La mitad del país no votó por Keiko Fujimori, y sería irresponsable que su eventual gobierno se limite a gestionar los recursos de Lima mientras desatiende los millonarios presupuestos que manejan regiones y municipalidades. Urge, desde el Poder Ejecutivo, crear un mecanismo de acompañamiento con profesionales de primer nivel que se sienten al lado de gobernadores y alcaldes para que ejecuten obras de forma adecuada, oportuna y honesta.
Gran parte del descontento que llevó a millones de peruanos a votar por la izquierda en los últimos comicios –creyendo que figuras como Roberto Sánchez resolverán sus problemas– tiene su origen en la mala ejecución de los recursos regionales y ediles. Las administraciones locales cuentan con fondos, pero los usan mal o simplemente se los roban. La prueba está en la cantidad de gobernadores y alcaldes que terminan en prisión o fugados antes de que la policía los alcance.
La incapacidad de estas gestiones para elaborar proyectos, hacer obras y atender demandas postergadas impide mejorar las condiciones de vida de una población que, con justa razón, reclama atención del Estado. Por más que, según la ley, sean los propios gobiernos regionales y municipalidades provinciales los responsables del uso de sus recursos, urge crear una entidad que haga un acompañamiento técnico y evite que el dinero se pierda por incapacidad o corrupción.

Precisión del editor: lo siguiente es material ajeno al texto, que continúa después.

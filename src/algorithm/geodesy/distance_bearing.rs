use arrow_array::Float64Array;

use crate::algorithm::broadcasting::{broadcast_index, broadcast_len};
use crate::algorithm::native::{unary_f64, unary_rows};
use crate::array::{Array2D, Coordinate};
use crate::error::Result;
use crate::trait_::Array2DTrait;
use crate::units::{wrap_tau, NM_TO_METERS};

/// East and north offsets, in meters, from `[lat, lon]` to `[lat, lon]`, both in radians.
///
/// One degree of latitude is sixty nautical miles. A degree of longitude is shortened by the
/// cosine of the mean latitude of the two points.
#[inline]
pub(crate) fn east_north([lat1, lon1]: [f64; 2], [lat2, lon2]: [f64; 2]) -> [f64; 2] {
    let north = (lat2 - lat1).to_degrees() * 60.0;
    let east = (lon2 - lon1).to_degrees() * 60.0 * ((lat1 + lat2) / 2.0).cos();
    [east * NM_TO_METERS, north * NM_TO_METERS]
}

#[inline]
fn bearing_of([east, north]: [f64; 2]) -> f64 {
    wrap_tau(east.atan2(north))
}

#[inline]
fn length_squared([east, north]: [f64; 2]) -> f64 {
    north * north + east * east
}

/// Approximate distances and bearings between geographic coordinates.
///
/// Distances use a local equirectangular approximation, accurate for points a few tens of
/// nautical miles apart. Rows are paired like [`Pairing::Aligned`](crate::units::Pairing):
/// a single coordinate on either side is paired with every row of the other side.
///
/// ```
/// use approx::assert_relative_eq;
/// use vectorized2d::algorithm::geodesy::GeoDistance;
/// use vectorized2d::array::Coordinate;
///
/// let from = Coordinate::from_degrees(33.0, 34.0);
/// let to = Coordinate::from_degrees(33.5, 34.5);
///
/// let (distance, bearing) = from.geo_dist_and_bearing(&to).unwrap();
/// assert_relative_eq!(distance.value(0), 72_497.1, max_relative = 0.01);
/// assert_relative_eq!(bearing.value(0).to_degrees(), 39.91, max_relative = 0.001);
/// ```
pub trait GeoDistance {
    /// East and north offsets from every row of `self` to the matching row of `other`, in meters.
    ///
    /// The first column holds the eastward offset and the second one the northward offset.
    ///
    /// # Errors
    ///
    /// - if the row counts differ and neither is one
    fn delta_east_north(&self, other: &Coordinate) -> Result<Array2D>;

    /// Distance in meters.
    ///
    /// # Errors
    ///
    /// - if the row counts differ and neither is one
    fn geo_dist(&self, other: &Coordinate) -> Result<Float64Array>;

    /// Squared distance in square meters.
    ///
    /// # Errors
    ///
    /// - if the row counts differ and neither is one
    fn geo_dist_squared(&self, other: &Coordinate) -> Result<Float64Array>;

    /// Bearing from `self` to `other`, in radians within `[0, 2π)`, clockwise from north.
    ///
    /// # Errors
    ///
    /// - if the row counts differ and neither is one
    fn bearing(&self, other: &Coordinate) -> Result<Float64Array>;

    /// Distance and bearing, computed from the same offsets.
    ///
    /// # Errors
    ///
    /// - if the row counts differ and neither is one
    fn geo_dist_and_bearing(&self, other: &Coordinate) -> Result<(Float64Array, Float64Array)>;
}

fn zip_coordinates<F>(left: &Coordinate, right: &Coordinate, op: F) -> Result<Float64Array>
where
    F: Fn([f64; 2]) -> f64 + Sync + Send,
{
    let (left, right) = (left.as_array2d(), right.as_array2d());
    let len = broadcast_len(left.len(), right.len())?;
    Ok(unary_f64(len, |i| {
        op(east_north(
            left.row(broadcast_index(left.len(), i)),
            right.row(broadcast_index(right.len(), i)),
        ))
    }))
}

impl GeoDistance for Coordinate {
    fn delta_east_north(&self, other: &Coordinate) -> Result<Array2D> {
        let (left, right) = (self.as_array2d(), other.as_array2d());
        let len = broadcast_len(left.len(), right.len())?;
        let coords = unary_rows(len, |i| {
            east_north(
                left.row(broadcast_index(left.len(), i)),
                right.row(broadcast_index(right.len(), i)),
            )
        });
        Array2D::try_new(coords.into())
    }

    fn geo_dist(&self, other: &Coordinate) -> Result<Float64Array> {
        zip_coordinates(self, other, |delta| length_squared(delta).sqrt())
    }

    fn geo_dist_squared(&self, other: &Coordinate) -> Result<Float64Array> {
        zip_coordinates(self, other, length_squared)
    }

    fn bearing(&self, other: &Coordinate) -> Result<Float64Array> {
        zip_coordinates(self, other, bearing_of)
    }

    fn geo_dist_and_bearing(&self, other: &Coordinate) -> Result<(Float64Array, Float64Array)> {
        let delta = self.delta_east_north(other)?;
        let distance = unary_f64(delta.len(), |i| length_squared(delta.row(i)).sqrt());
        let bearing = unary_f64(delta.len(), |i| bearing_of(delta.row(i)));
        Ok((distance, bearing))
    }
}

#[cfg(test)]
mod test {
    use super::*;
    use crate::algorithm::native::Take;
    use crate::test::coordinate::{c1, c2, random_degrees};
    use crate::units::AngleUnits;
    use approx::assert_relative_eq;
    use geo::HaversineDistance;

    #[test]
    fn known_distance_and_bearing() {
        let distance = c1().geo_dist(&c2()).unwrap();
        assert_relative_eq!(distance.value(0), 72_497.1, max_relative = 0.01);

        let bearing = c1().bearing(&c2()).unwrap();
        assert_relative_eq!(bearing.value(0).to_degrees(), 39.91, max_relative = 0.001);

        let back = c2().bearing(&c1()).unwrap();
        assert_relative_eq!(back.value(0).to_degrees(), 219.91, max_relative = 0.001);
    }

    #[test]
    fn combined_matches_separate() {
        let from = Coordinate::try_new(
            random_degrees(100, 1),
            random_degrees(100, 2),
            AngleUnits::Degrees,
        )
        .unwrap();
        let (distance, bearing) = from.geo_dist_and_bearing(&c1()).unwrap();
        assert_eq!(distance, from.geo_dist(&c1()).unwrap());
        assert_eq!(bearing, from.bearing(&c1()).unwrap());
    }

    #[test]
    fn self_distance_is_zero() {
        let c = Coordinate::try_new(
            random_degrees(500, 3),
            random_degrees(500, 4),
            AngleUnits::Degrees,
        )
        .unwrap();
        let distance = c.geo_dist(&c).unwrap();
        assert!(distance.values().iter().all(|d| *d == 0.0));
        assert_eq!(c1().geo_dist(&c1()).unwrap().value(0), 0.0);
    }

    #[test]
    fn bearing_just_west_of_north_stays_below_tau() {
        let from = Coordinate::from_radians(0.5, 0.0);
        let to = Coordinate::from_radians(0.6, -1e-25);
        let bearing = from.bearing(&to).unwrap().value(0);
        assert!(bearing < std::f64::consts::TAU, "{bearing}");
    }

    #[test]
    fn squared_distance() {
        let d = c1().geo_dist(&c2()).unwrap().value(0);
        let d2 = c1().geo_dist_squared(&c2()).unwrap().value(0);
        assert_relative_eq!(d * d, d2, max_relative = 1e-12);
    }

    #[test]
    fn delta_columns() {
        let delta = c1().delta_east_north(&c2()).unwrap();
        let [east, north] = delta.row(0);
        assert_relative_eq!(north, 0.5 * 60.0 * NM_TO_METERS, max_relative = 1e-12);
        assert!(east > 0.0 && east < north);

        let due_north = Coordinate::from_degrees(34.0, 34.0);
        let [east, _] = c1().delta_east_north(&due_north).unwrap().row(0);
        assert_eq!(east, 0.0);
    }

    #[test]
    fn broadcasting() {
        let many = Coordinate::try_new(
            random_degrees(20, 5),
            random_degrees(20, 6),
            AngleUnits::Degrees,
        )
        .unwrap();

        let one_to_many = c1().geo_dist(&many).unwrap();
        let many_to_one = many.geo_dist(&c1()).unwrap();
        assert_eq!(one_to_many.len(), 20);
        assert_eq!(many_to_one.len(), 20);
        for i in 0..many.len() {
            assert_relative_eq!(one_to_many.value(i), many_to_one.value(i), max_relative = 1e-12);
            let single = c1().geo_dist(&many.value(i)).unwrap();
            assert_eq!(single.value(0), one_to_many.value(i));
        }

        let other = Coordinate::try_new(
            random_degrees(20, 7),
            random_degrees(20, 8),
            AngleUnits::Degrees,
        )
        .unwrap();
        assert_eq!(many.bearing(&other).unwrap().len(), 20);

        let err = many.geo_dist(&other.take_range(&(0..3)).unwrap()).unwrap_err();
        assert!(err.is_shape_error());
    }

    #[test]
    fn close_to_haversine() {
        let center = Coordinate::from_degrees(31.5, 34.5);
        let lat: Vec<f64> = random_degrees(200, 9)
            .into_iter()
            .map(|d| 31.0 + d / 180.0)
            .collect();
        let lon: Vec<f64> = random_degrees(200, 10)
            .into_iter()
            .map(|d| 34.0 + d / 180.0)
            .collect();
        let around = Coordinate::try_new(lat, lon, AngleUnits::Degrees).unwrap();

        let distances = center.geo_dist(&around).unwrap();
        let origin = center.to_geo_points()[0];
        for (i, point) in around.to_geo_points().into_iter().enumerate() {
            let expected = origin.haversine_distance(&point);
            if expected > 1000.0 {
                assert_relative_eq!(distances.value(i), expected, max_relative = 0.01);
            }
        }
    }
}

El descontento ciudadano es justificado porque las obras y la inversión pública no llegan como deberían. Si algún organismo estatal ya cumple la función de supervisar este gasto, su labor no se siente y necesita ser reforzada. Hospitales, postas, colegios y pistas en regiones, provincias y distritos están en ruinas o simplemente no existen, a pesar de que hay plata disponible para brindar al menos los servicios básicos que la gente se merece.
Muchos gobernadores y alcaldes —aunque no todos son malos— resultan ser “unos tremendos ineptos y sinvergüenzas” que, con sus acciones y omisiones, contribuyen a que sus localidades se quejen del “abandono” que dicen sufrir desde Lima. La responsabilidad real recae en quienes son elegidos por los ciudadanos para trabajar con eficiencia y honradez desde el ámbito local. El Ejecutivo debe dar una mano, pero los peruanos también tienen la obligación de votar bien en las próximas elecciones.